Generic Contacts, Addresses

  • Thread starter Thread starter George
  • Start date Start date
G

George

(I suspect I should have asked this question before
spending hours doing what I'm now ask about).

Outlook has a beautiful Contacts database and related user
interface. One can link to the Outlook contact table in
Access, but that is not what I need. I need to keep my
own table of Contact-like info in Access, not in Outlook.

I spent half the day building a generic table and form
that looks and works like Outlook's Contact screen.

Now, (now?!) I'm wondering:
Has anyone already emulated this Outlook form using Access?

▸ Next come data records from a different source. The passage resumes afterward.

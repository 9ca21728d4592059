use nalgebra::Vector3;
use rayon::prelude::*;

use crate::particle::Particle;

/// Advance every particle by one velocity-Verlet (kick-drift-kick) step.
///
/// Positions move under the previous acceleration, the new acceleration is
/// taken from the accumulated force, and velocities are kicked with the
/// average of the two. The accumulated force is zeroed afterwards.
pub fn step(particles: &mut [Particle], dt: f64, parallel: bool) {
    let advance = |particle: &mut Particle| {
        particle.position += particle.velocity * dt + particle.acceleration * (0.5 * dt * dt);

        let acceleration = particle.force / particle.mass;
        particle.velocity += (particle.acceleration + acceleration) * (0.5 * dt);
        particle.acceleration = acceleration;
        particle.force = Vector3::zeros();
    };

    if parallel {
        particles.par_iter_mut().for_each(advance);
    } else {
        particles.iter_mut().for_each(advance);
    }
}
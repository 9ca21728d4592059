use std::fs;
use std::io::{BufWriter, Write};
use std::path::Path;

use nalgebra::Vector3;

use crate::error::SimError;
use crate::particle::Particle;

/// Dense per-iteration position history plus the per-particle masses.
///
/// Frame 0 is the initial state; frame `k + 1` holds the positions emitted
/// by iteration `k`. Positions stay `f64` in memory and are truncated to
/// `f32` when the playback file is written; masses are truncated on
/// registration, matching the playback consumer's precision.
#[derive(Clone, Debug)]
pub struct PositionStore {
    dt: f64,
    masses: Vec<f32>,
    frames: Vec<Vec<Vector3<f64>>>,
}

impl PositionStore {
    #[must_use]
    pub fn new(n: usize, dt: f64, num_iterations: usize) -> Self {
        Self {
            dt,
            masses: vec![0.0; n],
            frames: vec![vec![Vector3::zeros(); n]; num_iterations + 1],
        }
    }

    #[must_use]
    pub fn particle_count(&self) -> usize {
        self.masses.len()
    }

    #[must_use]
    pub fn frame_count(&self) -> usize {
        self.frames.len()
    }

    pub fn add_mass(&mut self, id: usize, mass: f64) -> Result<(), SimError> {
        let limit = self.masses.len();
        let slot = self.masses.get_mut(id).ok_or(SimError::IdOutOfRange {
            what: "particle",
            id,
            limit,
        })?;
        *slot = mass as f32;
        Ok(())
    }

    pub fn set_position(
        &mut self,
        frame: usize,
        id: usize,
        position: Vector3<f64>,
    ) -> Result<(), SimError> {
        let frames = self.frames.len();
        let frame_slots = self.frames.get_mut(frame).ok_or(SimError::IdOutOfRange {
            what: "frame",
            id: frame,
            limit: frames,
        })?;

        let limit = frame_slots.len();
        let slot = frame_slots.get_mut(id).ok_or(SimError::IdOutOfRange {
            what: "particle",
            id,
            limit,
        })?;
        *slot = position;
        Ok(())
    }

    #[must_use]
    pub fn frame(&self, frame: usize) -> Option<&[Vector3<f64>]> {
        self.frames.get(frame).map(Vec::as_slice)
    }

    /// Record every particle's current position into `frame`, keyed by id.
    pub fn fill_frame(&mut self, frame: usize, particles: &[Particle]) -> Result<(), SimError> {
        for particle in particles {
            self.set_position(frame, particle.id, particle.position)?;
        }
        Ok(())
    }

    /// Dump the playback file: N (u64), dt (f64), N f32 masses, then every
    /// frame as N f32 triples, all little-endian.
    ///
    /// The file is assembled at a sibling temporary path and renamed into
    /// place on success, so a failed run never leaves a truncated file
    /// under the final name.
    pub fn write_binary(&self, path: impl AsRef<Path>) -> Result<(), SimError> {
        let path = path.as_ref();
        let staging = path.with_extension("tmp");

        if let Err(err) = self.write_frames(&staging) {
            let _ = fs::remove_file(&staging);
            return Err(err);
        }
        fs::rename(&staging, path)?;

        Ok(())
    }

    fn write_frames(&self, path: &Path) -> Result<(), SimError> {
        let mut file = BufWriter::new(fs::File::create(path)?);

        file.write_all(&(self.masses.len() as u64).to_le_bytes())?;
        file.write_all(&self.dt.to_le_bytes())?;

        for mass in &self.masses {
            file.write_all(&mass.to_le_bytes())?;
        }

        for frame in &self.frames {
            for position in frame {
                for coordinate in position.iter() {
                    file.write_all(&(*coordinate as f32).to_le_bytes())?;
                }
            }
        }

        file.flush()?;
        Ok(())
    }
}

#[cfg(test)]
mod tests {
    use super::*;

    #[test]
    fn retains_one_more_frame_than_iterations() {
        let store = PositionStore::new(4, 0.5, 10);

        assert_eq!(store.particle_count(), 4);
        assert_eq!(store.frame_count(), 11);
    }

    #[test]
    fn out_of_range_ids_are_rejected() {
        let mut store = PositionStore::new(2, 1.0, 1);

        assert!(matches!(
            store.add_mass(2, 1.0),
            Err(SimError::IdOutOfRange { id: 2, limit: 2, .. })
        ));
        assert!(matches!(
            store.set_position(2, 0, Vector3::zeros()),
            Err(SimError::IdOutOfRange { id: 2, limit: 2, .. })
        ));
        assert!(matches!(
            store.set_position(0, 5, Vector3::zeros()),
            Err(SimError::IdOutOfRange { id: 5, limit: 2, .. })
        ));
    }

    #[test]
    fn positions_round_trip_by_frame_and_id() {
        let mut store = PositionStore::new(3, 1.0, 2);

        store.set_position(1, 2, Vector3::new(1.0, 2.0, 3.0)).unwrap();

        assert_eq!(store.frame(1).unwrap()[2], Vector3::new(1.0, 2.0, 3.0));
        assert_eq!(store.frame(0).unwrap()[2], Vector3::zeros());
        assert!(store.frame(3).is_none());
    }

    #[test]
    fn binary_dump_has_the_documented_layout() {
        let dir = tempfile::tempdir().unwrap();
        let path = dir.path().join("playback.bin");

        let mut store = PositionStore::new(2, 0.25, 1);
        store.add_mass(0, 3.0).unwrap();
        store.add_mass(1, 5.0).unwrap();
        store.set_position(0, 0, Vector3::new(1.0, 2.0, 3.0)).unwrap();
        store.set_position(1, 1, Vector3::new(-1.0, -2.0, -3.0)).unwrap();

        store.write_binary(&path).unwrap();

        let bytes = fs::read(&path).unwrap();
        // header + masses + 2 frames of 2 triples
        assert_eq!(bytes.len(), 8 + 8 + 2 * 4 + 2 * 2 * 3 * 4);

        assert_eq!(u64::from_le_bytes(bytes[0..8].try_into().unwrap()), 2);
        assert_eq!(f64::from_le_bytes(bytes[8..16].try_into().unwrap()), 0.25);
        assert_eq!(f32::from_le_bytes(bytes[16..20].try_into().unwrap()), 3.0);
        assert_eq!(f32::from_le_bytes(bytes[20..24].try_into().unwrap()), 5.0);

        // frame 0, particle 0
        assert_eq!(f32::from_le_bytes(bytes[24..28].try_into().unwrap()), 1.0);
        // frame 1, particle 1, z coordinate (last value)
        let tail = bytes.len() - 4;
        assert_eq!(
            f32::from_le_bytes(bytes[tail..].try_into().unwrap()),
            -3.0
        );

        // no staging file left behind
        assert!(!dir.path().join("playback.tmp").exists());
    }
}
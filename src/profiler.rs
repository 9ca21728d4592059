use std::fmt;
use std::time::Instant;

/// Timed phases of one simulation step.
#[derive(Clone, Copy, Debug)]
pub enum Section {
    BuildTree = 0,
    Reduce = 1,
    Forces = 2,
    Integrate = 3,
    Store = 4,
}

const SECTION_LABELS: [&str; 5] = [
    "octree creation",
    "center of mass calculation",
    "applying forces calculation",
    "update pos/vel/acc",
    "position store",
];

/// Wall-clock accumulator over the named sections of the step loop.
///
/// The report averages per iteration, in milliseconds.
#[derive(Clone, Debug, Default)]
pub struct Profiler {
    elapsed_ms: [f64; 5],
    iterations: usize,
}

impl Profiler {
    #[must_use]
    pub fn new() -> Self {
        Self::default()
    }

    /// Run `work`, charging its wall time to `section`.
    pub fn time<R>(&mut self, section: Section, work: impl FnOnce() -> R) -> R {
        let start = Instant::now();
        let result = work();
        self.elapsed_ms[section as usize] += start.elapsed().as_secs_f64() * 1e3;
        result
    }

    pub fn finish_iteration(&mut self) {
        self.iterations += 1;
    }

    #[must_use]
    pub fn section_ms(&self, section: Section) -> f64 {
        self.elapsed_ms[section as usize]
    }

    #[must_use]
    pub fn iterations(&self) -> usize {
        self.iterations
    }
}

impl fmt::Display for Profiler {
    fn fmt(&self, f: &mut fmt::Formatter<'_>) -> fmt::Result {
        let iterations = self.iterations.max(1) as f64;
        let mut overall = 0.0;

        writeln!(f, "all times in milliseconds per iteration")?;
        for (label, elapsed) in SECTION_LABELS.iter().zip(self.elapsed_ms) {
            let average = elapsed / iterations;
            overall += average;
            writeln!(f, "{label}: {average:.3}")?;
        }
        write!(f, "overall: {overall:.3}")
    }
}
use std::path::PathBuf;

use anyhow::{Context, Result};
use clap::Parser;

use octograv::{particle_creator, simulate, PositionStore, SimulationConfig};

/// Barnes-Hut gravitational N-body simulator.
#[derive(Parser, Debug)]
#[command(version, about)]
struct Args {
    /// Integration time step in seconds
    #[arg(short = 't')]
    dt: f64,

    /// Simulated length in seconds; the iteration count is length / dt
    #[arg(short = 'l')]
    length: f64,

    /// Particle configuration file
    #[arg(short = 'i', long = "in")]
    input: PathBuf,

    /// Output name; positions are dumped to `<name>.bin`
    #[arg(short = 'o', long = "out")]
    output: String,

    /// Log per-section timing averages
    #[arg(short = 'p', long)]
    profile: bool,

    /// Build the tree and evaluate forces on a single thread
    #[arg(long)]
    serial: bool,

    /// Worker thread count; defaults to the available parallelism
    #[arg(short = 'j', long)]
    workers: Option<usize>,
}

fn main() -> Result<()> {
    env_logger::init();
    let args = Args::parse();

    let mut config = SimulationConfig {
        dt: args.dt,
        simulation_length: args.length,
        parallel: !args.serial,
        profile: args.profile,
        ..SimulationConfig::default()
    };
    if let Some(workers) = args.workers {
        config.worker_count = workers;
    }

    let mut particles = particle_creator::parse(&args.input)
        .with_context(|| format!("reading particles from {}", args.input.display()))?;

    let mut store = PositionStore::new(particles.len(), config.dt, config.iterations());
    simulate(&mut particles, &config, &mut store)?;

    let output = format!("{}.bin", args.output);
    store
        .write_binary(&output)
        .with_context(|| format!("writing {output}"))?;
    log::info!("wrote {output}");

    Ok(())
}
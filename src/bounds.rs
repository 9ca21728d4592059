use nalgebra::Vector3;
use rayon::prelude::*;

use crate::{error::SimError, particle::Particle};

/// Axis-aligned cube described by its center and half of its side length.
#[derive(Clone, Copy, Debug, PartialEq)]
pub struct BoundingBox {
    pub center: Vector3<f64>,
    pub half_side: f64,
}

impl BoundingBox {
    #[must_use]
    pub fn new(center: Vector3<f64>, half_side: f64) -> Self {
        Self { center, half_side }
    }

    /// Full side length, the `s` of the opening criterion.
    #[must_use]
    pub fn side(&self) -> f64 {
        2.0 * self.half_side
    }

    #[must_use]
    pub fn contains(&self, p: &Vector3<f64>) -> bool {
        (p.x - self.center.x).abs() <= self.half_side
            && (p.y - self.center.y).abs() <= self.half_side
            && (p.z - self.center.z).abs() <= self.half_side
    }

    /// Octant of `p` relative to the box center.
    ///
    /// The upper hemisphere (z >= center) holds octants 0..=3, the lower
    /// one 4..=7. Within a hemisphere the (x, y) signs map as
    /// (+,+) -> +0, (-,+) -> +1, (-,-) -> +2, (+,-) -> +3. Points exactly
    /// on a split plane count as positive.
    #[must_use]
    pub fn octant_of(&self, p: &Vector3<f64>) -> usize {
        let mut id = if p.z >= self.center.z { 0 } else { 4 };

        if p.x >= self.center.x {
            id += if p.y >= self.center.y { 0 } else { 3 };
        } else {
            id += if p.y >= self.center.y { 1 } else { 2 };
        }

        id
    }

    /// Sub-box of octant `i`; the inverse of [`Self::octant_of`].
    #[must_use]
    pub fn child(&self, i: usize) -> BoundingBox {
        let half = self.half_side / 2.0;
        let mut center = self.center;

        center.x += if matches!(i, 0 | 3 | 4 | 7) { half } else { -half };
        center.y += if matches!(i, 0 | 1 | 4 | 5) { half } else { -half };
        center.z += if i < 4 { half } else { -half };

        BoundingBox {
            center,
            half_side: half,
        }
    }
}

type Extent = (Vector3<f64>, Vector3<f64>);

fn empty_extent() -> Extent {
    (
        Vector3::repeat(f64::INFINITY),
        Vector3::repeat(f64::NEG_INFINITY),
    )
}

fn merge(a: Extent, b: Extent) -> Extent {
    (a.0.inf(&b.0), a.1.sup(&b.1))
}

/// Smallest padded cube enclosing every particle position.
///
/// The side is the largest per-axis extent and the cube is cornered at the
/// per-axis minima. Padding of `max(1e-9, 0.0005 * side)` keeps input
/// particles off the faces of the root box.
pub fn compute_bounding_box(
    particles: &[Particle],
    parallel: bool,
) -> Result<BoundingBox, SimError> {
    if particles.is_empty() {
        return Err(SimError::EmptyInput);
    }

    let (min, max) = if parallel {
        particles
            .par_iter()
            .fold(empty_extent, |acc, p| merge(acc, (p.position, p.position)))
            .reduce(empty_extent, merge)
    } else {
        particles
            .iter()
            .fold(empty_extent(), |acc, p| merge(acc, (p.position, p.position)))
    };

    let side = (max - min).max();
    let half = side / 2.0;

    Ok(BoundingBox {
        center: min.add_scalar(half),
        half_side: half + (0.0005 * side).max(1e-9),
    })
}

Alternatively, I have a couple of questions about design:

a) The Outlook Contact table supports three addresses:
Business, Home, and Other. The Check Addresses form shows
street, city, state, etc., broken out as separate fields;
I'm guessing that Outlook stores it this way and combines
the fields for display. Question: Can I create a field in
my table that represents the combined concatonated address
fields: Business Address = [Business Address Street] &
crlf & [Business Address PO Box]& crlf & [Business Address
City], etc. (I can do it in the form, of course).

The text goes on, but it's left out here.